[Data extracted from a collection]

*** Block opens ***

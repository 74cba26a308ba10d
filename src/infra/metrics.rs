// ============================================================
// Layer 6 — Metrics Logger
// ============================================================
// Appends a row of packing statistics to a CSV file every N
// emitted items, so operators can watch fill ratio and spot a
// dataset that restarts far more often than expected.
//
// Output file: <output_dir>/metrics.csv
//
//   items,records,restarts,fill_ratio,trainable_fraction,skipped_over_length,skipped_empty
//   1000,3412,0,0.973120,0.412007,2,0
//   2000,6830,1,0.972845,0.411530,4,0

use anyhow::{Context, Result};
use std::{
    fs::{self, OpenOptions},
    io::Write,
    path::{Path, PathBuf},
};
use serde::{Deserialize, Serialize};

use crate::data::emitter::EmitterStats;

const HEADER: &str =
    "items,records,restarts,fill_ratio,trainable_fraction,skipped_over_length,skipped_empty";

/// One row of the metrics CSV.
#[derive(Debug, Clone, PartialEq, Serialize, Deserialize)]
pub struct PackingMetrics {
    pub items:               u64,
    pub records:             u64,
    pub restarts:            u64,
    pub fill_ratio:          f64,
    pub trainable_fraction:  f64,
    pub skipped_over_length: u64,
    pub skipped_empty:       u64,
}

impl PackingMetrics {
    pub fn from_stats(stats: &EmitterStats, max_window_len: usize) -> Self {
        Self {
            items:               stats.items_emitted,
            records:             stats.records_pulled,
            restarts:            stats.restarts,
            fill_ratio:          stats.fill_ratio(max_window_len),
            trainable_fraction:  stats.trainable_fraction(),
            skipped_over_length: stats.skipped_over_length,
            skipped_empty:       stats.skipped_empty,
        }
    }
}

pub struct MetricsLogger {
    csv_path: PathBuf,
}

impl MetricsLogger {
    /// Starts a fresh CSV with just the header. A previous run's
    /// rows are discarded, like items.jsonl next to it.
    pub fn create(dir: impl AsRef<Path>) -> Result<Self> {
        let dir = dir.as_ref();
        fs::create_dir_all(dir)?;

        let csv_path = dir.join("metrics.csv");
        let mut f = fs::File::create(&csv_path)
            .with_context(|| format!("Cannot create '{}'", csv_path.display()))?;
        writeln!(f, "{HEADER}")?;
        tracing::debug!("Created metrics CSV: '{}'", csv_path.display());

        Ok(Self { csv_path })
    }

    pub fn log(&self, m: &PackingMetrics) -> Result<()> {
        let mut f = OpenOptions::new()
            .append(true)
            .open(&self.csv_path)?;

        writeln!(
            f,
            "{},{},{},{:.6},{:.6},{},{}",
            m.items,
            m.records,
            m.restarts,
            m.fill_ratio,
            m.trainable_fraction,
            m.skipped_over_length,
            m.skipped_empty,
        )?;

        tracing::debug!(
            "Logged metrics at {} items: fill={:.4}, trainable={:.4}",
            m.items,
            m.fill_ratio,
            m.trainable_fraction,
        );
        Ok(())
    }

    pub fn csv_path(&self) -> &Path {
        &self.csv_path
    }
}

// ─── Unit Tests ───────────────────────────────────────────────────────────────
#[cfg(test)]
mod tests {
    use super::*;

    fn stats() -> EmitterStats {
        EmitterStats {
            records_pulled: 30,
            items_emitted: 4,
            tokens_emitted: 36,
            trainable_tokens: 9,
            restarts: 1,
            ..EmitterStats::default()
        }
    }

    #[test]
    fn test_from_stats() {
        let m = PackingMetrics::from_stats(&stats(), 10);
        assert!((m.fill_ratio - 0.9).abs() < 1e-9);
        assert!((m.trainable_fraction - 0.25).abs() < 1e-9);
        assert_eq!(m.restarts, 1);
    }

    #[test]
    fn test_header_then_appended_rows() {
        let dir = tempfile::tempdir().unwrap();
        let logger = MetricsLogger::create(dir.path()).unwrap();
        logger.log(&PackingMetrics::from_stats(&stats(), 10)).unwrap();
        logger.log(&PackingMetrics::from_stats(&stats(), 10)).unwrap();

        let text = fs::read_to_string(logger.csv_path()).unwrap();
        let lines: Vec<&str> = text.lines().collect();
        assert_eq!(lines.len(), 3);
        assert_eq!(lines[0], HEADER);
        assert_eq!(lines[1], "4,30,1,0.900000,0.250000,0,0");
    }

    #[test]
    fn test_create_discards_previous_rows() {
        let dir = tempfile::tempdir().unwrap();
        let logger = MetricsLogger::create(dir.path()).unwrap();
        logger.log(&PackingMetrics::from_stats(&stats(), 10)).unwrap();

        let logger = MetricsLogger::create(dir.path()).unwrap();
        let text = fs::read_to_string(logger.csv_path()).unwrap();
        assert_eq!(text.lines().collect::<Vec<_>>(), vec![HEADER]);
    }
}
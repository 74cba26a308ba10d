// ============================================================
// Layer 4 — Record Sources
// ============================================================
// Restartable record streams feeding the WindowEmitter.
//
//   InMemorySource    — a Vec of records, replayed on restart
//   JsonlRecordSource — one JSON record per line of a file,
//                       sharded by data-parallel rank and
//                       shuffled once with a seeded RNG
//
// Sharding is round-robin over line order:
//   rank r of n keeps records r, r + n, r + 2n, ...
// so every record lands on exactly one rank.
//
// The shuffle is seeded, and every restart replays the same
// order. Each rank shuffles only its own shard.

use anyhow::{Context, Result};
use rand::{rngs::StdRng, seq::SliceRandom, SeedableRng};
use std::{
    fs::File,
    io::{BufRead, BufReader},
    path::Path,
};

use crate::domain::{
    error::PackingError,
    traits::{Record, RecordSource},
};

// ─── InMemorySource ───────────────────────────────────────────────────────────
#[derive(Debug, Clone, Default)]
pub struct InMemorySource {
    records: Vec<Record>,
    cursor:  usize,
}

impl InMemorySource {
    pub fn new(records: Vec<Record>) -> Self {
        Self { records, cursor: 0 }
    }

    pub fn len(&self) -> usize {
        self.records.len()
    }

    pub fn is_empty(&self) -> bool {
        self.records.is_empty()
    }
}

impl RecordSource for InMemorySource {
    fn next_record(&mut self) -> Result<Option<Record>> {
        let record = self.records.get(self.cursor).cloned();
        if record.is_some() {
            self.cursor += 1;
        }
        Ok(record)
    }

    fn restart(&mut self) -> Result<()> {
        self.cursor = 0;
        Ok(())
    }
}

// ─── JsonlRecordSource ────────────────────────────────────────────────────────
/// Which slice of the dataset this process reads, and how.
#[derive(Debug, Clone, Copy, PartialEq, Eq)]
pub struct ShardConfig {
    pub dp_rank:       usize,
    pub dp_ranks_size: usize,
    pub seed:          u64,
}

impl ShardConfig {
    pub fn single(seed: u64) -> Self {
        Self { dp_rank: 0, dp_ranks_size: 1, seed }
    }

    pub fn validate(&self) -> Result<(), PackingError> {
        if self.dp_ranks_size == 0 {
            return Err(PackingError::InvalidConfig("dp_ranks_size must be at least 1".into()));
        }
        if self.dp_rank >= self.dp_ranks_size {
            return Err(PackingError::InvalidConfig(format!(
                "dp_rank {} is out of range for {} ranks",
                self.dp_rank, self.dp_ranks_size
            )));
        }
        Ok(())
    }

    fn owns(&self, index: usize) -> bool {
        index % self.dp_ranks_size == self.dp_rank
    }
}

/// Reads a JSONL file once, keeps this rank's shard in memory
/// and replays it forever.
#[derive(Debug)]
pub struct JsonlRecordSource {
    inner: InMemorySource,
}

impl JsonlRecordSource {
    pub fn open(path: impl AsRef<Path>, shard: ShardConfig) -> Result<Self> {
        shard.validate()?;
        let path = path.as_ref();

        let file = File::open(path)
            .with_context(|| format!("Cannot read records from '{}'", path.display()))?;

        // Other ranks' lines are counted but never parsed or kept.
        let mut records = Vec::new();
        let mut index = 0usize;
        for (line_no, line) in BufReader::new(file).lines().enumerate() {
            let line = line.with_context(|| {
                format!("Cannot read line {} of '{}'", line_no + 1, path.display())
            })?;
            if line.trim().is_empty() {
                continue;
            }
            if shard.owns(index) {
                let record: Record = serde_json::from_str(&line).with_context(|| {
                    format!("Invalid JSON on line {} of '{}'", line_no + 1, path.display())
                })?;
                records.push(record);
            }
            index += 1;
        }

        let mut rng = StdRng::seed_from_u64(shard.seed);
        records.shuffle(&mut rng);

        tracing::info!(
            "Rank {}/{} owns {} of {} records in '{}'",
            shard.dp_rank,
            shard.dp_ranks_size,
            records.len(),
            index,
            path.display()
        );

        Ok(Self { inner: InMemorySource::new(records) })
    }
}

impl RecordSource for JsonlRecordSource {
    fn next_record(&mut self) -> Result<Option<Record>> {
        self.inner.next_record()
    }

    fn restart(&mut self) -> Result<()> {
        self.inner.restart()
    }
}

// ─── Unit Tests ───────────────────────────────────────────────────────────────
#[cfg(test)]
mod tests {
    use super::*;
    use serde_json::json;
    use std::collections::HashSet;
    use std::io::Write;

    fn write_jsonl(n: usize) -> tempfile::NamedTempFile {
        let mut f = tempfile::NamedTempFile::new().unwrap();
        for i in 0..n {
            writeln!(f, "{}", json!({ "id": i, "conversations": [] })).unwrap();
            if i % 4 == 0 {
                // blank lines are ignored and do not count as records
                writeln!(f).unwrap();
            }
        }
        f
    }

    fn drain(source: &mut impl RecordSource) -> Vec<u64> {
        let mut ids = Vec::new();
        while let Some(r) = source.next_record().unwrap() {
            ids.push(r["id"].as_u64().unwrap());
        }
        ids
    }

    #[test]
    fn test_in_memory_replays_after_restart() {
        let mut src = InMemorySource::new(vec![json!({"id": 0}), json!({"id": 1})]);
        assert_eq!(drain(&mut src), vec![0, 1]);
        assert!(src.next_record().unwrap().is_none());

        src.restart().unwrap();
        assert_eq!(drain(&mut src), vec![0, 1]);
    }

    #[test]
    fn test_shards_are_disjoint_and_cover_everything() {
        let file = write_jsonl(23);
        let mut seen = HashSet::new();
        let mut total = 0;

        for rank in 0..3 {
            let shard = ShardConfig { dp_rank: rank, dp_ranks_size: 3, seed: 7 };
            let mut src = JsonlRecordSource::open(file.path(), shard).unwrap();
            let ids = drain(&mut src);
            assert!(ids.iter().all(|id| *id as usize % 3 == rank));
            total += ids.len();
            seen.extend(ids);
        }

        assert_eq!(total, 23);
        assert_eq!(seen.len(), 23);
    }

    #[test]
    fn test_shuffle_is_deterministic_per_seed() {
        let file = write_jsonl(50);
        let a = drain(&mut JsonlRecordSource::open(file.path(), ShardConfig::single(1)).unwrap());
        let b = drain(&mut JsonlRecordSource::open(file.path(), ShardConfig::single(1)).unwrap());
        let c = drain(&mut JsonlRecordSource::open(file.path(), ShardConfig::single(2)).unwrap());

        assert_eq!(a, b);
        assert_ne!(a, c);
        assert_ne!(a, (0..50).collect::<Vec<u64>>());
    }

    #[test]
    fn test_restart_replays_same_order() {
        let file = write_jsonl(10);
        let mut src = JsonlRecordSource::open(file.path(), ShardConfig::single(3)).unwrap();
        let first = drain(&mut src);
        src.restart().unwrap();
        assert_eq!(drain(&mut src), first);
    }

    #[test]
    fn test_invalid_rank_rejected() {
        let file = write_jsonl(3);
        let shard = ShardConfig { dp_rank: 2, dp_ranks_size: 2, seed: 0 };
        assert!(JsonlRecordSource::open(file.path(), shard).is_err());

        let shard = ShardConfig { dp_rank: 0, dp_ranks_size: 0, seed: 0 };
        assert!(shard.validate().is_err());
    }

    #[test]
    fn test_bad_json_reports_line() {
        let mut f = tempfile::NamedTempFile::new().unwrap();
        writeln!(f, "{{\"id\": 0}}").unwrap();
        writeln!(f, "not json").unwrap();
        let err = JsonlRecordSource::open(f.path(), ShardConfig::single(0)).unwrap_err();
        assert!(err.to_string().contains("line 2"));
    }

    #[test]
    fn test_other_ranks_lines_are_not_parsed() {
        let mut f = tempfile::NamedTempFile::new().unwrap();
        writeln!(f, "{}", json!({ "id": 0 })).unwrap();
        writeln!(f, "not json, owned by rank 1").unwrap();
        writeln!(f).unwrap();
        writeln!(f, "{}", json!({ "id": 2 })).unwrap();

        let shard = ShardConfig { dp_rank: 0, dp_ranks_size: 2, seed: 0 };
        let mut src = JsonlRecordSource::open(f.path(), shard).unwrap();
        let mut ids = drain(&mut src);
        ids.sort();
        assert_eq!(ids, vec![0, 2]);

        let shard = ShardConfig { dp_rank: 1, dp_ranks_size: 2, seed: 0 };
        assert!(JsonlRecordSource::open(f.path(), shard).is_err());
    }

    #[test]
    fn test_missing_file_is_an_error() {
        let dir = tempfile::tempdir().unwrap();
        let err = JsonlRecordSource::open(dir.path().join("absent.jsonl"), ShardConfig::single(0)).unwrap_err();
        assert!(err.to_string().contains("Cannot read records"));
    }
}
// ============================================================
// Layer 3 — Core Traits (Abstractions)
// ============================================================
// The packing core only knows three seams:
//
//   RecordSource          — a restartable stream of records
//   ConversationTokenizer — conversation → (tokens, flags)
//   SampleVerifier        — optional diagnostic cross-check
//
// Implementations:
//   - JsonlRecordSource / InMemorySource  (Layer 4, data::source)
//   - ChatTokenizer                       (Layer 4, data::chat_tokenizer)
//   - TemplateVerifier                    (Layer 4, data::verifier)
//
// WindowEmitter is generic over the first two, so tests can
// swap in tiny fakes without touching tokenizer files.

use anyhow::Result;

use crate::domain::conversation::Conversation;
use crate::domain::sample::TokenizedSample;

/// A raw record. The conversation lives in one named field.
pub type Record = serde_json::Value;

// ─── RecordSource ─────────────────────────────────────────────────────────────
/// A restartable, pre-sharded, pre-shuffled sequence of records.
pub trait RecordSource {
    /// Next record, or `None` once the source is exhausted.
    fn next_record(&mut self) -> Result<Option<Record>>;

    /// Re-open the source from its first record.
    fn restart(&mut self) -> Result<()>;
}

impl<S: RecordSource + ?Sized> RecordSource for Box<S> {
    fn next_record(&mut self) -> Result<Option<Record>> {
        (**self).next_record()
    }

    fn restart(&mut self) -> Result<()> {
        (**self).restart()
    }
}

// ─── ConversationTokenizer ────────────────────────────────────────────────────
/// Deterministic conversion of a conversation into token ids
/// plus per-token completion flags.
pub trait ConversationTokenizer {
    fn tokenize(&self, conversation: &Conversation) -> Result<TokenizedSample>;

    /// Token id used to pad non-packed items.
    fn pad_token_id(&self) -> u32;
}

// ─── SampleVerifier ───────────────────────────────────────────────────────────
/// Diagnostic check run on every sample when verification is
/// switched on. Never installed on the production path.
pub trait SampleVerifier {
    fn verify(&self, conversation: &Conversation, sample: &TokenizedSample) -> Result<()>;
}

*** Block closes ***

[What you need to do] Identify each line in the records above that contains the word "push", and copy it out in full.

[Answer section]
                records.push(record);
            ids.push(r["id"].as_u64().unwrap());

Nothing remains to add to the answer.